No hay hotel sin minibar. Eso está claro. Pero tampoco lo hay sin caja fuerte. Aunque, ojo, si bien lo primero cumple con una función muy clara, lo segundo poco a poco ha ido perdiendo nuestra confianza. Es decir, ¿y si ya meter tus cosas más valiosas en estos armatostes no sirviera de nada? La pregunta no resulta baladí, teniendo en cuenta que existe un código secreto con el que las puedes abrir sin necesidad de forzarlas. El problema es que, cada vez, más ladrones lo saben.

Por ello, antes de dejar cualquier cosa en su interior, comprueba que este truco universal no funciona correctamente. De lo contrario, tu dinero, tu pasaporte, tus joyas, tu ordenador o tus documentos podrían estar en peligro. Y no, no es algo propio de hackers o ciberdelincuentes, es algo mucho más sencillo de lo que puedes imaginar. Se trata de un simple error que bloquea la caja blindada y, a continuación, procede a su apertura.

Vamos a hacer la prueba: si te estás alojando en un hotel, dirígete al aparato en cuestión. Deposita cualquier cosa, o nada, lo que quieras. Ciérralo con una combinación y, después intenta abrirlo con un número aleatorio. Lo más normal, a no ser que estés un establecimiento de dudosa calidad, es que la puerta no se abra.

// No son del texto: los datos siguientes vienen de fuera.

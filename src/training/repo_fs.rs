//! Filesystem repository for trained model artefacts (JSON).

use std::fs::{self, File};
use std::io::{BufReader, BufWriter, ErrorKind, Write};
use std::path::{Path, PathBuf};

use crate::common::config::AppCfg;
use crate::common::error::{RiskError, RiskResult};

use super::domain::{ModelRepo, RiskModel, ARTEFACT_VERSION};

/// Persist a single model artefact at a fixed path.
pub struct FsModelRepo {
    path: PathBuf,
}

impl FsModelRepo {
    /// Artefact at `cfg.model_path`, resolved under `cfg.data_root` when relative.
    pub fn new(cfg: &AppCfg) -> Self {
        let path = if cfg.model_path.is_absolute() {
            cfg.model_path.clone()
        } else {
            cfg.data_root.join(&cfg.model_path)
        };
        Self { path }
    }

    pub fn at(path: impl Into<PathBuf>) -> Self {
        Self { path: path.into() }
    }

    pub fn path(&self) -> &Path {
        &self.path
    }

    fn temp_path(&self) -> PathBuf {
        let mut name = self
            .path
            .file_name()
            .map(|n| n.to_os_string())
            .unwrap_or_else(|| "model.json".into());
        name.push(".tmp");
        self.path.with_file_name(name)
    }
}

impl ModelRepo for FsModelRepo {
    fn put_model(&self, model: &RiskModel) -> RiskResult<PathBuf> {
        if let Some(parent) = self.path.parent() {
            fs::create_dir_all(parent)?;
        }
        let tmp = self.temp_path();
        {
            let mut writer = BufWriter::new(File::create(&tmp)?);
            serde_json::to_writer_pretty(&mut writer, model)?;
            writer.write_all(b"\n")?;
            writer.flush()?;
        }
        fs::rename(&tmp, &self.path)?;
        Ok(self.path.clone())
    }

    fn get_model(&self) -> RiskResult<RiskModel> {
        let file = File::open(&self.path).map_err(|err| match err.kind() {
            ErrorKind::NotFound => {
                RiskError::model_missing(format!("no artefact at {}", self.path.display()))
            }
            _ => RiskError::Io(err),
        })?;
        let model: RiskModel = serde_json::from_reader(BufReader::new(file))?;
        if model.format_version != ARTEFACT_VERSION {
            return Err(RiskError::model_missing(format!(
                "artefact format {} is not supported (expected {ARTEFACT_VERSION})",
                model.format_version
            )));
        }
        Ok(model)
    }
}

Pues bien, ahora inténtalo con 999999. Ahora pueden darse dos opciones: no se abre, por lo que la caja es buena; o se abre, pero ¿cómo es posible si no eran los números elegidos?

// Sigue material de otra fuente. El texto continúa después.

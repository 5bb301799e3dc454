//! Runtime configuration loaded from the environment (and an optional `.env` file).

use std::env;
use std::path::PathBuf;

use super::error::{RiskError, RiskResult};
use crate::data::repo_fs::FsDataRepo;
use crate::network::{check_ess, Estimator};
use crate::training::repo_fs::FsModelRepo;

/// Snapshot of configuration values consumed by the core.
#[derive(Clone, Debug)]
pub struct AppCfg {
    pub data_root: PathBuf,
    pub dataset: String,
    pub model_path: PathBuf,
    pub bind: String,
    pub test_size: f64,
    pub seed: u64,
    pub estimator: Estimator,
}

impl Default for AppCfg {
    fn default() -> Self {
        Self {
            data_root: PathBuf::from("."),
            dataset: "dataset_risque_cardiaque.csv".to_string(),
            model_path: PathBuf::from("models/model.json"),
            bind: "127.0.0.1:8501".to_string(),
            test_size: 0.2,
            seed: 42,
            estimator: Estimator::default(),
        }
    }
}

impl AppCfg {
    /// Create a configuration snapshot from the process environment.
    /// Any value that does not parse is an error.
    pub fn try_load() -> RiskResult<Self> {
        Self::from_lookup(|key| env::var(key).ok())
    }

    fn from_lookup<F>(lookup: F) -> RiskResult<Self>
    where
        F: Fn(&str) -> Option<String>,
    {
        let defaults = Self::default();

        let test_size = match lookup("CARDIORISK_TEST_SIZE") {
            Some(raw) => parse_test_size(&raw)?,
            None => defaults.test_size,
        };
        let seed = match lookup("CARDIORISK_SEED") {
            Some(raw) => raw
                .trim()
                .parse()
                .map_err(|_| RiskError::invalid(format!("CARDIORISK_SEED={raw}")))?,
            None => defaults.seed,
        };
        let ess = match lookup("CARDIORISK_ESS") {
            Some(raw) => Some(
                raw.trim()
                    .parse::<f64>()
                    .map_err(|_| RiskError::invalid(format!("CARDIORISK_ESS={raw}")))
                    .and_then(check_ess)?,
            ),
            None => None,
        };
        let estimator = match lookup("CARDIORISK_ESTIMATOR") {
            Some(raw) => Estimator::parse(&raw, ess)?,
            None => Estimator::parse("bayes", ess)?,
        };

        Ok(Self {
            data_root: lookup("CARDIORISK_DATA_ROOT")
                .map(PathBuf::from)
                .unwrap_or(defaults.data_root),
            dataset: lookup("CARDIORISK_DATASET").unwrap_or(defaults.dataset),
            model_path: lookup("CARDIORISK_MODEL_PATH")
                .map(PathBuf::from)
                .unwrap_or(defaults.model_path),
            bind: lookup("CARDIORISK_BIND").unwrap_or(defaults.bind),
            test_size,
            seed,
            estimator,
        })
    }

    /// Full path of the configured dataset.
    pub fn dataset_path(&self) -> PathBuf {
        FsDataRepo::new(self).resolve(&self.dataset)
    }

    /// Full path of the configured model artefact.
    pub fn artefact_path(&self) -> PathBuf {
        FsModelRepo::new(self).path().to_path_buf()
    }
}

/// Parse a hold-out fraction, which must lie strictly between 0 and 1.
pub fn parse_test_size(raw: &str) -> RiskResult<f64> {
    raw.trim()
        .parse::<f64>()
        .ok()
        .filter(|v| *v > 0.0 && *v < 1.0)
        .ok_or_else(|| RiskError::invalid(format!("test size must be in (0, 1), got {raw}")))
}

Hay una explicación: el 999999 es el código del administrador general, que es capaz de abrir el dispositivo en todo momento. ¿Eso quiere decir que funcionará en todos los casos? No. Cuando un hotel compra una caja fuerte, ésta es la combinación que viene de serie. Lo más normal es que, tras instalarla, se cambie por otra, pero muchos establecimientos no lo hacen y dejan la misma.

Así lo ha revelado el canal de YouTube LockPickingLawyer que, además, anima a probar este truco antes de dejar nada en su interior, pues si funciona estaríamos abriendo sus puertas (y, por tanto, nuestras pertenencias) a cualquiera.